[Source records]
○ ○ ○

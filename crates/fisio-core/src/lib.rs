//! Hardware-independent core library for fisio-rs
//!
//! This crate contains all platform-agnostic logic of the acquisition
//! firmware: the HX710B bit-banged bus, per-sensor sample scheduling,
//! pressure calibration and flow/volume derivation, the sensor drivers,
//! the ADS1115 register driver, the acquisition loop and the binary frame
//! protocol (framer, CRC16 and decoder).
//!
//! It is `#![no_std]` so it compiles on both the ESP32-S3 target and desktop
//! hosts (for the simulator and tests). Hardware is reached only through the
//! traits in [`hal`] and the `embedded-hal` digital/delay traits.

#![cfg_attr(not(test), no_std)]

pub mod ads1115;
pub mod bus;
pub mod calibration;
pub mod config;
pub mod dispatcher;
pub mod hal;
pub mod protocol;
pub mod sampling;
pub mod sensors;

#[cfg(test)]
pub(crate) mod testing;
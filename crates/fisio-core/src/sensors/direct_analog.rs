//! On-chip analog input driver, rate limited by its own scheduler.

use embedded_hal::digital::InputPin;
use log::{debug, info};

use super::{DriverState, LeadDetect, LeadIds, NoPin, Sensor, SensorError};
use crate::config::AnalogConfig;
use crate::hal::{AnalogInput, Clock};
use crate::protocol::{MessageFramer, SensorId};
use crate::sampling::SampleScheduler;

/// What the driver emits for a conversion.
#[derive(Debug, Clone, Copy, PartialEq)]
pub enum AnalogConversion {
    /// The converter code as read.
    Raw,
    /// Volts against a fixed full-scale reference and bit depth.
    Volts {
        full_scale_volts: f32,
        resolution_bits: u8,
    },
}

impl AnalogConversion {
    pub fn from_config(config: &AnalogConfig) -> Self {
        Self::Volts {
            full_scale_volts: config.full_scale_volts,
            resolution_bits: config.resolution_bits,
        }
    }

    pub fn apply(self, code: u16) -> f32 {
        match self {
            Self::Raw => f32::from(code),
            Self::Volts {
                full_scale_volts,
                resolution_bits,
            } => {
                let max_code = (1u32 << resolution_bits.min(16)) - 1;
                f32::from(code) * full_scale_volts / max_code as f32
            }
        }
    }
}

pub struct DirectAnalogSensor<I, P = NoPin> {
    name: &'static str,
    input: I,
    scheduler: SampleScheduler,
    conversion: AnalogConversion,
    id: SensorId,
    leads: Option<LeadDetect<P>>,
    state: DriverState,
}

impl<I: AnalogInput> DirectAnalogSensor<I> {
    pub const fn new(
        name: &'static str,
        input: I,
        config: AnalogConfig,
        id: SensorId,
        conversion: AnalogConversion,
    ) -> Self {
        Self {
            name,
            input,
            scheduler: SampleScheduler::new(config.sample_rate_hz),
            conversion,
            id,
            leads: None,
            state: DriverState::Uninitialized,
        }
    }

    /// ECG front end on an analog pin: raw codes on `EcgCh1`.
    pub const fn ecg(input: I, config: AnalogConfig) -> Self {
        Self::new("ECG (analog)", input, config, SensorId::EcgCh1, AnalogConversion::Raw)
    }

    /// EMG front end on an analog pin: raw codes on `EmgCh1`.
    pub const fn emg(input: I, config: AnalogConfig) -> Self {
        Self::new("EMG (analog)", input, config, SensorId::EmgCh1, AnalogConversion::Raw)
    }

    /// Attach electrode contact lines, sampled at the same rate as the
    /// analog input and emitted ahead of it.
    pub fn with_lead_detect<P: InputPin>(
        self,
        plus: P,
        minus: P,
        ids: LeadIds,
    ) -> DirectAnalogSensor<I, P> {
        DirectAnalogSensor {
            name: self.name,
            input: self.input,
            scheduler: self.scheduler,
            conversion: self.conversion,
            id: self.id,
            leads: Some(LeadDetect::new(plus, minus, ids)),
            state: self.state,
        }
    }
}

impl<I, P> DirectAnalogSensor<I, P> {
    pub fn with_conversion(mut self, conversion: AnalogConversion) -> Self {
        self.conversion = conversion;
        self
    }

    pub fn input(&self) -> &I {
        &self.input
    }
}

impl<I: AnalogInput, P: InputPin> Sensor for DirectAnalogSensor<I, P> {
    fn name(&self) -> &'static str {
        self.name
    }

    fn state(&self) -> DriverState {
        self.state
    }

    async fn init<C: Clock>(&mut self, clock: &C) -> Result<(), SensorError> {
        self.scheduler.start(clock.now_micros());
        self.state = DriverState::Ready;
        info!(
            "{}: sampling every {} us, {:?}",
            self.name,
            self.scheduler.interval_us(),
            self.conversion
        );
        Ok(())
    }

    async fn read_into<C: Clock>(
        &mut self,
        frame: &mut MessageFramer,
        clock: &C,
    ) -> Result<(), SensorError> {
        if self.state != DriverState::Ready || !self.scheduler.ready(clock.now_micros()) {
            return Ok(());
        }

        if let Some(leads) = self.leads.as_mut() {
            leads.emit(self.name, frame)?;
        }

        let code = self.input.read_raw().map_err(|e| {
            debug!("{}: analog read failed: {:?}", self.name, e);
            SensorError::ReadFailed {
                sensor: self.name,
                operation: "analog read",
                details: "ADC read failed",
            }
        })?;

        frame.add_sample(self.id, self.conversion.apply(code));
        Ok(())
    }
}
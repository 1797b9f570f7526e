//! Bakes the unit's identity and link settings into the firmware.
//!
//! Values come from the environment, optionally loaded from a `.env` file at
//! the crate root:
//!
//! - `FISIO_DEVICE_ID`: 16-bit unit identifier, decimal or `0x` hex (default `0x0001`)
//! - `FISIO_SERIAL_BAUD`: UART baud rate (default `115200`)

use std::env;

const DEFAULT_DEVICE_ID: u16 = 0x0001;
const DEFAULT_SERIAL_BAUD: u32 = 115_200;

fn parse_u16(value: &str) -> Option<u16> {
    let value = value.trim();
    match value.strip_prefix("0x").or_else(|| value.strip_prefix("0X")) {
        Some(hex) => u16::from_str_radix(hex, 16).ok(),
        None => value.parse().ok(),
    }
}

fn main() {
    println!("cargo:rerun-if-changed=.env");
    println!("cargo:rerun-if-env-changed=FISIO_DEVICE_ID");
    println!("cargo:rerun-if-env-changed=FISIO_SERIAL_BAUD");

    if let Err(e) = dotenvy::dotenv() {
        if !e.not_found() {
            println!("cargo:warning=Ignoring unreadable .env: {e}");
        }
    }

    let device_id = match env::var("FISIO_DEVICE_ID") {
        Ok(raw) => parse_u16(&raw).unwrap_or_else(|| {
            panic!("FISIO_DEVICE_ID must be a 16-bit integer, got {raw:?}")
        }),
        Err(_) => DEFAULT_DEVICE_ID,
    };

    let serial_baud = match env::var("FISIO_SERIAL_BAUD") {
        Ok(raw) => raw
            .trim()
            .parse::<u32>()
            .unwrap_or_else(|_| panic!("FISIO_SERIAL_BAUD must be an integer, got {raw:?}")),
        Err(_) => DEFAULT_SERIAL_BAUD,
    };

    println!("cargo:rustc-env=FISIO_DEVICE_ID={device_id}");
    println!("cargo:rustc-env=FISIO_SERIAL_BAUD={serial_baud}");
}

○ ○ ○

Set down every record once more, exactly as written.

### Solution for this problem
filename crates/fisio-core/src/lib.rs
//! Hardware-independent core library for fisio-rs
//!
//! This crate contains all platform-agnostic logic of the acquisition
//! firmware: the HX710B bit-banged bus, per-sensor sample scheduling,
//! pressure calibration and flow/volume derivation, the sensor drivers,
//! the ADS1115 register driver, the acquisition loop and the binary frame
//! protocol (framer, CRC16 and decoder).
//!
//! It is `#![no_std]` so it compiles on both the ESP32-S3 target and desktop
//! hosts (for the simulator and tests). Hardware is reached only through the
//! traits in [`hal`] and the `embedded-hal` digital/delay traits.

#![cfg_attr(not(test), no_std)]

pub mod ads1115;
pub mod bus;
pub mod calibration;
pub mod config;
pub mod dispatcher;
pub mod hal;
pub mod protocol;
pub mod sampling;
pub mod sensors;

#[cfg(test)]
pub(crate) mod testing;
filename crates/fisio-core/src/sensors/direct_analog.rs
//! On-chip analog input driver, rate limited by its own scheduler.

use embedded_hal::digital::InputPin;
use log::{debug, info};

use super::{DriverState, LeadDetect, LeadIds, NoPin, Sensor, SensorError};
use crate::config::AnalogConfig;
use crate::hal::{AnalogInput, Clock};
use crate::protocol::{MessageFramer, SensorId};
use crate::sampling::SampleScheduler;

/// What the driver emits for a conversion.
#[derive(Debug, Clone, Copy, PartialEq)]
pub enum AnalogConversion {
    /// The converter code as read.
    Raw,
    /// Volts against a fixed full-scale reference and bit depth.
    Volts {
        full_scale_volts: f32,
        resolution_bits: u8,
    },
}

impl AnalogConversion {
    pub fn from_config(config: &AnalogConfig) -> Self {
        Self::Volts {
            full_scale_volts: config.full_scale_volts,
            resolution_bits: config.resolution_bits,
        }
    }

    pub fn apply(self, code: u16) -> f32 {
        match self {
            Self::Raw => f32::from(code),
            Self::Volts {
                full_scale_volts,
                resolution_bits,
            } => {
                let max_code = (1u32 << resolution_bits.min(16)) - 1;
                f32::from(code) * full_scale_volts / max_code as f32
            }
        }
    }
}

pub struct DirectAnalogSensor<I, P = NoPin> {
    name: &'static str,
    input: I,
    scheduler: SampleScheduler,
    conversion: AnalogConversion,
    id: SensorId,
    leads: Option<LeadDetect<P>>,
    state: DriverState,
}

impl<I: AnalogInput> DirectAnalogSensor<I> {
    pub const fn new(
        name: &'static str,
        input: I,
        config: AnalogConfig,
        id: SensorId,
        conversion: AnalogConversion,
    ) -> Self {
        Self {
            name,
            input,
            scheduler: SampleScheduler::new(config.sample_rate_hz),
            conversion,
            id,
            leads: None,
            state: DriverState::Uninitialized,
        }
    }

    /// ECG front end on an analog pin: raw codes on `EcgCh1`.
    pub const fn ecg(input: I, config: AnalogConfig) -> Self {
        Self::new("ECG (analog)", input, config, SensorId::EcgCh1, AnalogConversion::Raw)
    }

    /// EMG front end on an analog pin: raw codes on `EmgCh1`.
    pub const fn emg(input: I, config: AnalogConfig) -> Self {
        Self::new("EMG (analog)", input, config, SensorId::EmgCh1, AnalogConversion::Raw)
    }

    /// Attach electrode contact lines, sampled at the same rate as the
    /// analog input and emitted ahead of it.
    pub fn with_lead_detect<P: InputPin>(
        self,
        plus: P,
        minus: P,
        ids: LeadIds,
    ) -> DirectAnalogSensor<I, P> {
        DirectAnalogSensor {
            name: self.name,
            input: self.input,
            scheduler: self.scheduler,
            conversion: self.conversion,
            id: self.id,
            leads: Some(LeadDetect::new(plus, minus, ids)),
            state: self.state,
        }
    }
}

impl<I, P> DirectAnalogSensor<I, P> {
    pub fn with_conversion(mut self, conversion: AnalogConversion) -> Self {
        self.conversion = conversion;
        self
    }

    pub fn input(&self) -> &I {
        &self.input
    }
}

impl<I: AnalogInput, P: InputPin> Sensor for DirectAnalogSensor<I, P> {
    fn name(&self) -> &'static str {
        self.name
    }

    fn state(&self) -> DriverState {
        self.state
    }

    async fn init<C: Clock>(&mut self, clock: &C) -> Result<(), SensorError> {
        self.scheduler.start(clock.now_micros());
        self.state = DriverState::Ready;
        info!(
            "{}: sampling every {} us, {:?}",
            self.name,
            self.scheduler.interval_us(),
            self.conversion
        );
        Ok(())
    }

    async fn read_into<C: Clock>(
        &mut self,
        frame: &mut MessageFramer,
        clock: &C,
    ) -> Result<(), SensorError> {
        if self.state != DriverState::Ready || !self.scheduler.ready(clock.now_micros()) {
            return Ok(());
        }

        if let Some(leads) = self.leads.as_mut() {
            leads.emit(self.name, frame)?;
        }

        let code = self.input.read_raw().map_err(|e| {
            debug!("{}: analog read failed: {:?}", self.name, e);
            SensorError::ReadFailed {
                sensor: self.name,
                operation: "analog read",
                details: "ADC read failed",
            }
        })?;

        frame.add_sample(self.id, self.conversion.apply(code));
        Ok(())
    }
}
repository 1797b9f570f7526e
//! Bakes the unit's identity and link settings into the firmware.
//!
//! Values come from the environment, optionally loaded from a `.env` file at
//! the crate root:
//!
//! - `FISIO_DEVICE_ID`: 16-bit unit identifier, decimal or `0x` hex (default `0x0001`)
//! - `FISIO_SERIAL_BAUD`: UART baud rate (default `115200`)

use std::env;

const DEFAULT_DEVICE_ID: u16 = 0x0001;
const DEFAULT_SERIAL_BAUD: u32 = 115_200;

fn parse_u16(value: &str) -> Option<u16> {
    let value = value.trim();
    match value.strip_prefix("0x").or_else(|| value.strip_prefix("0X")) {
        Some(hex) => u16::from_str_radix(hex, 16).ok(),
        None => value.parse().ok(),
    }
}

fn main() {
    println!("cargo:rerun-if-changed=.env");
    println!("cargo:rerun-if-env-changed=FISIO_DEVICE_ID");
    println!("cargo:rerun-if-env-changed=FISIO_SERIAL_BAUD");

    if let Err(e) = dotenvy::dotenv() {
        if !e.not_found() {
            println!("cargo:warning=Ignoring unreadable .env: {e}");
        }
    }

    let device_id = match env::var("FISIO_DEVICE_ID") {
        Ok(raw) => parse_u16(&raw).unwrap_or_else(|| {
            panic!("FISIO_DEVICE_ID must be a 16-bit integer, got {raw:?}")
        }),
        Err(_) => DEFAULT_DEVICE_ID,
    };

    let serial_baud = match env::var("FISIO_SERIAL_BAUD") {
        Ok(raw) => raw
            .trim()
            .parse::<u32>()
            .unwrap_or_else(|_| panic!("FISIO_SERIAL_BAUD must be an integer, got {raw:?}")),
        Err(_) => DEFAULT_SERIAL_BAUD,
    };

    println!("cargo:rustc-env=FISIO_DEVICE_ID={device_id}");
    println!("cargo:rustc-env=FISIO_SERIAL_BAUD={serial_baud}");
}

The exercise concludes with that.